Long time coder, but very very new to C++
. I'm trying to put together my first real-sized project and figuring out what I need to change about my script-kiddie style of C++
to get there. Below is my working code.
#include <math.h>
#include <vector>
#include <iostream>
#include <stdexcept>
enum class Metric { Cosine, Euclidean};
double cosine(std::vector<double> A, std::vector<double> B, bool similarity){
double mul = 0.0;
double d_a = 0.0;
double d_b = 0.0;
std::vector<double>::iterator A_iter = A.begin();
std::vector<double>::iterator B_iter = B.begin();
for ( ; A_iter != A.end(); A_iter++ , B_iter++ ) {
mul += *A_iter * *B_iter;
d_a += *A_iter * *A_iter;
d_b += *B_iter * *B_iter;
}
if (d_a == 0.0f || d_b == 0.0f) {
throw std::logic_error("Vectors must have a length greater than zero");
}
double cos_similarity = mul / sqrt(d_a * d_b);
if (similarity == false) {
return acos(cos_similarity) / M_PI;
} else {
return cos_similarity;
}
}
double euclidean(std::vector<double> A, std::vector<double>B, bool similarity) {
double sq_dist = 0.0;
std::vector<double>::iterator A_iter = A.begin();
std::vector<double>::iterator B_iter = B.begin();
for ( ; A_iter != A.end(); A_iter++, B_iter++) {
sq_dist += pow(*A_iter - *B_iter, 2);
}
if (similarity == false) {
return sqrt(sq_dist);
} else {
return 1.0/sqrt(sq_dist);
}
}
double distance(std::vector<double> A, std::vector<double> B, Metric metric, bool similarity = false) {
if (A.size() != B.size()) {
throw std::logic_error("A and B must be the same size!");
}
if (A.size() < 1) {
throw std::logic_error("Empty vectors belong to no metric space");
}
switch (metric) {
case Metric::Cosine:
return cosine(A, B, similarity);
case Metric::Euclidean:
return euclidean(A, B, similarity);
}
}
double similarity(std::vector<double> A, std::vector<double> B, Metric metric) {
return distance(A, B, metric, true);
}
My first question is around exactly how I should construct the header file.

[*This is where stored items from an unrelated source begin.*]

use std::path::PathBuf;
use std::time::Duration;

use anyhow::{Context, Result};
use chrono::NaiveTime;
use clap::Parser;
use shelter_scraper::config::{self, parse_run_at};
use shelter_scraper::{logging, run_once, AgePolicy, DailySchedule, ScrapeConfig, Scheduler};

/// Scrape a shelter's adoptable animal listing into a dated CSV dataset, once a day
#[derive(Parser, Debug)]
#[command(author, version, about, long_about = None)]
struct Cli {
    /// Run a single scrape now and exit instead of waiting for the daily time
    #[arg(long)]
    once: bool,

    /// With --once, also print the scraped batch as JSON
    #[arg(long, requires = "once")]
    json: bool,

    /// Listing page to paginate
    #[arg(long, default_value = config::BASE_URL)]
    base_url: String,

    /// Animal type filter passed as the `at` query parameter
    #[arg(long, default_value = config::ANIMAL_TYPE)]
    animal_type: String,

    /// CSV dataset the runs are appended to
    #[arg(long, default_value = config::DATASET_PATH)]
    dataset: PathBuf,

    /// How the Age column is written: text or numeric
    #[arg(long, value_enum, default_value_t = AgePolicy::Numeric)]
    age_policy: AgePolicy,

    /// Local time of day for the daily run (HH:MM)
    #[arg(long, default_value = config::RUN_AT, value_parser = parse_run_at)]
    run_at: NaiveTime,

    /// Request timeout in seconds
    #[arg(long, default_value_t = config::REQUEST_TIMEOUT.as_secs())]
    timeout: u64,

    /// Pause between page fetches in milliseconds
    #[arg(long, default_value_t = config::PAGE_DELAY.as_millis() as u64)]
    page_delay_ms: u64,

    /// Give up paginating after this many pages
    #[arg(long, default_value_t = config::MAX_PAGES)]
    max_pages: usize,
}

impl Cli {
    fn scrape_config(&self) -> ScrapeConfig {
        ScrapeConfig::new(self.base_url.clone())
            .with_animal_type(self.animal_type.clone())
            .with_dataset_path(self.dataset.clone())
            .with_age_policy(self.age_policy)
            .with_run_at(self.run_at)
            .with_request_timeout(Duration::from_secs(self.timeout))
            .with_page_delay(Duration::from_millis(self.page_delay_ms))
            .with_max_pages(self.max_pages)
    }
}

fn main() -> Result<()> {
    logging::init();
    let cli = Cli::parse();
    let config = cli.scrape_config();

    if cli.once {
        let report = run_once(&config)?;
        if cli.json {
            let json = serde_json::to_string_pretty(&report.sweep.records)
                .context("Failed to serialize scraped records")?;
            println!("{}", json);
        }
        return Ok(());
    }

    let mut scheduler = Scheduler::new(DailySchedule::new(config.run_at));
    scheduler.run_forever(|| match run_once(&config) {
        Ok(report) => log::info!(
            "Run for {} finished: {} animals appended to {} existing rows",
            report.scrape_date,
            report.persisted.appended,
            report.persisted.existing_rows
        ),
        Err(e) => log::error!("Run failed: {:#}", e),
    })
}
use std::time::Duration;

use reqwest::blocking::Client;
use reqwest::StatusCode;
use scraper::Html;
use thiserror::Error;

#[derive(Error, Debug)]
pub enum FetchError {
    #[error("request to {url} timed out: {source}")]
    Timeout {
        url: String,
        #[source]
        source: reqwest::Error,
    },

    #[error("{status} returned by {url}")]
    Status { status: StatusCode, url: String },

    #[error("request failed: {0}")]
    Transport(#[from] reqwest::Error),
}

impl FetchError {
    /// Short name of the failure kind, used as the prefix of the diagnostic.
    pub fn class(&self) -> &'static str {
        match self {
            FetchError::Timeout { .. } => "Timeout",
            FetchError::Status { .. } => "HTTP error",
            FetchError::Transport(_) => "Request error",
        }
    }
}

/// Anything that can hand back a parsed listing page for a URL.
pub trait PageSource {
    fn fetch(&self, url: &str) -> Result<Html, FetchError>;
}

/// Fetches listing pages over HTTP with a per-request timeout.
pub struct HttpFetcher {
    client: Client,
}

impl HttpFetcher {
    pub fn new(timeout: Duration) -> Result<Self, FetchError> {
        let client = Client::builder().timeout(timeout).build()?;
        Ok(Self { client })
    }

    /// Use an already configured client, e.g. one with proxies disabled.
    pub fn from_client(client: Client) -> Self {
        Self { client }
    }

    pub fn fetch_html(&self, url: &str) -> Result<String, FetchError> {
        self.client
            .get(url)
            .send()
            .and_then(|response| response.error_for_status())
            .and_then(|response| response.text())
            .map_err(|e| classify(e, url))
    }
}

impl PageSource for HttpFetcher {
    fn fetch(&self, url: &str) -> Result<Html, FetchError> {
        let html = self.fetch_html(url)?;
        Ok(Html::parse_document(&html))
    }
}

/// Sort a reqwest failure into timeout, bad status, or anything else.
pub fn classify(err: reqwest::Error, url: &str) -> FetchError {
    if err.is_timeout() {
        return FetchError::Timeout {
            url: url.to_string(),
            source: err,
        };
    }
    match err.status() {
        Some(status) => FetchError::Status {
            status,
            url: url.to_string(),
        },
        None => FetchError::Transport(err),
    }
}

/// Fetch one page, reporting any failure and collapsing it to `None`.
pub fn fetch_page<S: PageSource + ?Sized>(source: &S, url: &str) -> Option<Html> {
    match source.fetch(url) {
        Ok(document) => Some(document),
        Err(e) => {
            log::error!("{} occurred: {}", e.class(), e);
            None
        }
    }
}
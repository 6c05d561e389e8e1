use reqwest::StatusCode;
use scraper::Html;
use std::cell::RefCell;
use std::collections::HashMap;
use std::fs;
use std::path::Path;

use crate::fetch::{FetchError, PageSource};

/// Load test HTML fixture by name
pub fn load_html_fixture(fixture_name: &str) -> String {
    let path = Path::new("src/tests/fixtures").join(format!("{}.html", fixture_name));
    fs::read_to_string(path)
        .unwrap_or_else(|_| panic!("Failed to load test fixture: {}", fixture_name))
}

/// Load a captured listing page that once extracted badly
pub fn load_failure_html(failure_name: &str) -> Option<String> {
    let path = Path::new("src/tests/fixtures/failures").join(format!("{}.html", failure_name));
    fs::read_to_string(path).ok()
}

/// A listing page built from cards, each a list of (label, value) pairs
pub fn listing_page(cards: &[&[(&str, &str)]]) -> String {
    let mut body = String::new();
    for card in cards {
        body.push_str("<div class=\"gridResult\">\n");
        for (label, value) in card.iter() {
            body.push_str(&format!(
                "  <span class=\"{} results\">{}</span>\n",
                label, value
            ));
        }
        body.push_str("</div>\n");
    }
    format!(
        "<html><head><title>Adopt</title></head><body><div id=\"results\">\n{}</div></body></html>",
        body
    )
}

/// In-memory listing site: serves canned pages by URL and remembers every request
#[derive(Default)]
pub struct FakeSite {
    pages: HashMap<String, Result<String, StatusCode>>,
    pub requests: RefCell<Vec<String>>,
}

impl FakeSite {
    pub fn new() -> Self {
        Self::default()
    }

    pub fn page(mut self, url: String, html: String) -> Self {
        self.pages.insert(url, Ok(html));
        self
    }

    pub fn failing(mut self, url: String, status: StatusCode) -> Self {
        self.pages.insert(url, Err(status));
        self
    }

    pub fn requested(&self) -> Vec<String> {
        self.requests.borrow().clone()
    }
}

impl PageSource for FakeSite {
    fn fetch(&self, url: &str) -> Result<Html, FetchError> {
        self.requests.borrow_mut().push(url.to_string());
        match self.pages.get(url) {
            Some(Ok(html)) => Ok(Html::parse_document(html)),
            Some(Err(status)) => Err(FetchError::Status {
                status: *status,
                url: url.to_string(),
            }),
            None => Err(FetchError::Status {
                status: StatusCode::NOT_FOUND,
                url: url.to_string(),
            }),
        }
    }
}
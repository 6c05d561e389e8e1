use super::fixtures;
use super::save_failed_html;
use crate::extract::{extract, extract_html, CardReader, ExtractError};
use crate::record::{AnimalRecord, Field, ABSENT};
use anyhow::Result;
use scraper::Html;

// Test successful extraction of a sample listing page
#[test]
fn test_sample_listing_extraction() {
    let html = fixtures::load_html_fixture("listing_page");
    let records = extract_html(&html);

    if records.len() != 3 {
        save_failed_html(&html, "listing_page_test").unwrap();
    }
    assert_eq!(records.len(), 3, "expected one record per result card");

    assert_eq!(
        records[0],
        AnimalRecord {
            name: "Biscuit".to_string(),
            gender: "Male".to_string(),
            breed: "Labrador Retriever/Mix".to_string(),
            age: "3".to_string(),
            animal_type: "Dog".to_string(),
            weight: "54 lbs".to_string(),
            brought_to_shelter: "01/02/2024".to_string(),
            located_at: "Animal Care & Control".to_string(),
            kennel_location: "Adoption Kennel 12".to_string(),
            qualified_for: "Adoption".to_string(),
        }
    );

    assert_eq!(records[1].name, "Pepper");
    assert_eq!(records[1].age, "2 years 4 months");
    assert_eq!(records[1].qualified_for, "Rescue Only");
}

#[test]
fn test_partial_card_uses_absent_marker() {
    let html = fixtures::load_html_fixture("listing_page");
    let records = extract_html(&html);
    let scout = &records[2];

    assert_eq!(scout.name, "Scout");
    assert_eq!(scout.gender, "Male");
    assert_eq!(scout.animal_type, "Dog");
    assert_eq!(scout.brought_to_shelter, "01/05/2024");
    for field in [
        Field::Breed,
        Field::Age,
        Field::Weight,
        Field::LocatedAt,
        Field::KennelLocation,
        Field::QualifiedFor,
    ] {
        assert_eq!(scout.get(field), ABSENT, "{} should be absent", field.title());
    }
    assert_eq!(scout.matched_fields(), 4);
}

#[test]
fn test_absent_document_yields_nothing() {
    assert!(extract(None).is_empty());
}

#[test]
fn test_page_without_cards_yields_nothing() {
    let html = fixtures::load_html_fixture("empty_page");
    assert!(extract_html(&html).is_empty());
}

const REX: &[(&str, &str)] = &[("text_Name", "Rex"), ("text_Gender", "Male")];

#[test]
fn test_one_record_per_card() {
    for n in [1, 2, 7, 30] {
        let cards: Vec<&[(&str, &str)]> = (0..n).map(|_| REX).collect();
        let records = extract_html(&fixtures::listing_page(&cards));
        assert_eq!(records.len(), n);
        for record in &records {
            assert_eq!(record.values().len(), Field::ALL.len());
            assert_eq!(record.breed, ABSENT);
        }
    }
}

#[test]
fn test_records_keep_document_order() {
    let html = fixtures::listing_page(&[
        &[("text_Name", "First")],
        &[("text_Name", "Second")],
        &[("text_Name", "Third")],
    ]);
    let names: Vec<String> = extract_html(&html).into_iter().map(|r| r.name).collect();
    assert_eq!(names, vec!["First", "Second", "Third"]);
}

#[test]
fn test_unrecognised_markup_gives_blank_records() {
    let html = fixtures::listing_page(&[
        &[("txt_name", "Rex"), ("txt_gender", "Male")],
        &[("txt_name", "Ace")],
    ]);
    let records = extract_html(&html);
    assert_eq!(records.len(), 2);
    assert!(records.iter().all(|r| r.matched_fields() == 0));
    assert!(records.iter().all(|r| *r == AnimalRecord::default()));
}

#[test]
fn test_value_is_trimmed() {
    let html = fixtures::listing_page(&[&[("text_Weight", "\n    12 lbs   \n")]]);
    assert_eq!(extract_html(&html)[0].weight, "12 lbs");
}

#[test]
fn test_span_without_results_class_is_ignored() {
    let html = r#"
    <html><body>
        <div class="gridResult">
            <span class="text_Name">Hidden</span>
            <span class="text_Name results">Shown</span>
        </div>
    </body></html>
    "#;
    assert_eq!(extract_html(html)[0].name, "Shown");
}

#[test]
fn test_nested_card_is_skipped_and_page_continues() {
    let html = r#"
    <html><body>
        <div class="gridResult">
            <span class="text_Name results">Outer</span>
            <div class="gridResult">
                <span class="text_Name results">Inner</span>
            </div>
        </div>
        <div class="gridResult">
            <span class="text_Name results">After</span>
        </div>
    </body></html>
    "#;
    let names: Vec<String> = extract_html(html).into_iter().map(|r| r.name).collect();
    assert_eq!(names, vec!["Inner", "After"]);
}

#[test]
fn test_conflicting_duplicate_field_keeps_first_value() {
    let html = r#"
    <html><body>
        <div class="gridResult">
            <span class="text_Name results">Bella</span>
            <span class="text_Gender results">Female</span>
            <span class="text_Name results">Bella (Courtesy)</span>
        </div>
    </body></html>
    "#;
    let document = Html::parse_document(html);
    let reader = CardReader::new();
    let card = reader.cards(&document).next().unwrap();
    let record = reader.read_card(card).unwrap();
    assert_eq!(record.name, "Bella");
    assert_eq!(record.gender, "Female");

    // The animal is kept, not dropped
    let records = extract(Some(&document));
    assert_eq!(records.len(), 1);
    assert_eq!(records[0].name, "Bella");
}

#[test]
fn test_nested_card_is_a_read_error() {
    let html = r#"
    <html><body>
        <div class="gridResult">
            <div class="gridResult"><span class="text_Name results">Inner</span></div>
        </div>
    </body></html>
    "#;
    let document = Html::parse_document(html);
    let reader = CardReader::new();
    let outer = reader.cards(&document).next().unwrap();
    assert_eq!(reader.read_card(outer), Err(ExtractError::NestedCard));
}

#[test]
fn test_repeated_identical_field_is_accepted() {
    let html = r#"
    <html><body>
        <div class="gridResult">
            <span class="text_Name results">Bella</span>
            <span class="text_Name results"> Bella </span>
        </div>
    </body></html>
    "#;
    assert_eq!(extract_html(html)[0].name, "Bella");
}

// Regression tests - load captured listing pages from the failures directory
#[test]
fn test_regression_failures() -> Result<()> {
    use std::fs;
    use std::path::Path;

    let failures_dir = Path::new("src/tests/fixtures/failures");
    if !failures_dir.exists() {
        return Ok(());
    }

    let mut failures: Vec<String> = Vec::new();
    for entry in fs::read_dir(failures_dir)? {
        let path = entry?.path();
        if path.extension().map_or(false, |ext| ext == "html") {
            let filename = path.file_stem().unwrap().to_string_lossy().to_string();
            println!("Testing regression case: {}", filename);

            if let Some(html) = fixtures::load_failure_html(&filename) {
                let records = extract_html(&html);
                if records.iter().any(|r| r.matched_fields() > 0) {
                    println!("✅ Previously failing case now passes: {}", filename);
                } else {
                    failures.push(format!(
                        "❌ Still failing: {} - {} cards, none with a recognised field",
                        filename,
                        records.len()
                    ));
                }
            }
        }
    }
    if !failures.is_empty() {
        return Err(anyhow::anyhow!(failures.join("\n")));
    }

    Ok(())
}
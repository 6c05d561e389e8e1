use std::thread;
use std::time::Duration;

use crate::config::ScrapeConfig;
use crate::extract::extract;
use crate::fetch::{fetch_page, PageSource};
use crate::record::AnimalRecord;

/// Why a sweep stopped paginating.
#[derive(Debug, Clone, Copy, PartialEq, Eq)]
pub enum StopReason {
    /// The page at `offset` could not be fetched.
    FetchFailed { offset: usize },
    /// The page at `offset` had no animals on it.
    EmptyPage { offset: usize },
    /// `offset` is the first page past the configured page cap.
    PageCap { offset: usize },
}

/// The records gathered by one full pass over the listing.
#[derive(Debug, Clone, PartialEq)]
pub struct Sweep {
    pub records: Vec<AnimalRecord>,
    pub pages: usize,
    pub stop: StopReason,
}

/// Walk the listing from offset 0, sleeping the configured delay between pages.
pub fn sweep<S: PageSource + ?Sized>(source: &S, config: &ScrapeConfig) -> Sweep {
    sweep_with_delay(source, config, thread::sleep)
}

/// Same as [`sweep`] with the pause between pages supplied by the caller.
pub fn sweep_with_delay<S, D>(source: &S, config: &ScrapeConfig, mut delay: D) -> Sweep
where
    S: PageSource + ?Sized,
    D: FnMut(Duration),
{
    let mut records = Vec::new();
    let mut pages = 0;
    let mut offset = 0;

    let stop = loop {
        if pages >= config.max_pages {
            log::warn!(
                "Reached the limit of {} pages at index {}. Exiting loop.",
                config.max_pages,
                offset
            );
            break StopReason::PageCap { offset };
        }

        let url = config.page_url(offset);
        log::info!("Fetching data from index: {}", offset);

        let Some(document) = fetch_page(source, &url) else {
            log::info!("Error fetching page. Exiting loop.");
            break StopReason::FetchFailed { offset };
        };

        let page_records = extract(Some(&document));
        if page_records.is_empty() {
            log::info!("No more animals found. Exiting loop.");
            break StopReason::EmptyPage { offset };
        }

        records.extend(page_records);
        pages += 1;
        offset += config.page_size;
        delay(config.page_delay);
    };

    log::info!("Total animals fetched: {}", records.len());

    Sweep {
        records,
        pages,
        stop,
    }
}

Specifically curious about the right way to handle the enum
. Secondly, any general feedback, things that I could clean up, cut out, etc... would be greatly appreciated.
3 Answers 3
Prefer C++ headers
If you #include <cmath>
instead of <math.h>
, the mathematical functions will be safely and unambiguously in the std
namespace.
Pass read-only parameters by const reference
Instead of copying the input vectors, it's usually more efficient to pass const references to them:
double cosine(const std::vector<double>& A, const std::vector<double>& B, bool similarity);
double euclidean(const std::vector<double>& A, const std::vector<double>& B, bool similarity);
double distance(const std::vector<double>& A, const std::vector<double>& B,
Metric metric, bool similarity = false);
Use auto
to deduce types
Instead of writing
std::vector<double>::iterator A_iter = A.begin();
std::vector<double>::iterator B_iter = B.begin();
We can ask the compiler to deduce the correct type:
auto A_iter = A.begin();
auto B_iter = B.begin();
This also makes it easier if you ever want to change the type of A
and B
(perhaps even to a template argument type). In fact, by changing to const references, we already changed the type (to std::vector<double>::const_iterator
), but auto
isolates us from that.
Use the right kind of exception
You could be more specific, and use std::invalid_argument
for the error type here:
if (d_a == 0.0 || d_b == 0.0) {
throw std::invalid_argument("Vectors must have a magnitude greater than zero");
}
I've changed the wording above, because length
usually means the number of elements when we're using standard collections.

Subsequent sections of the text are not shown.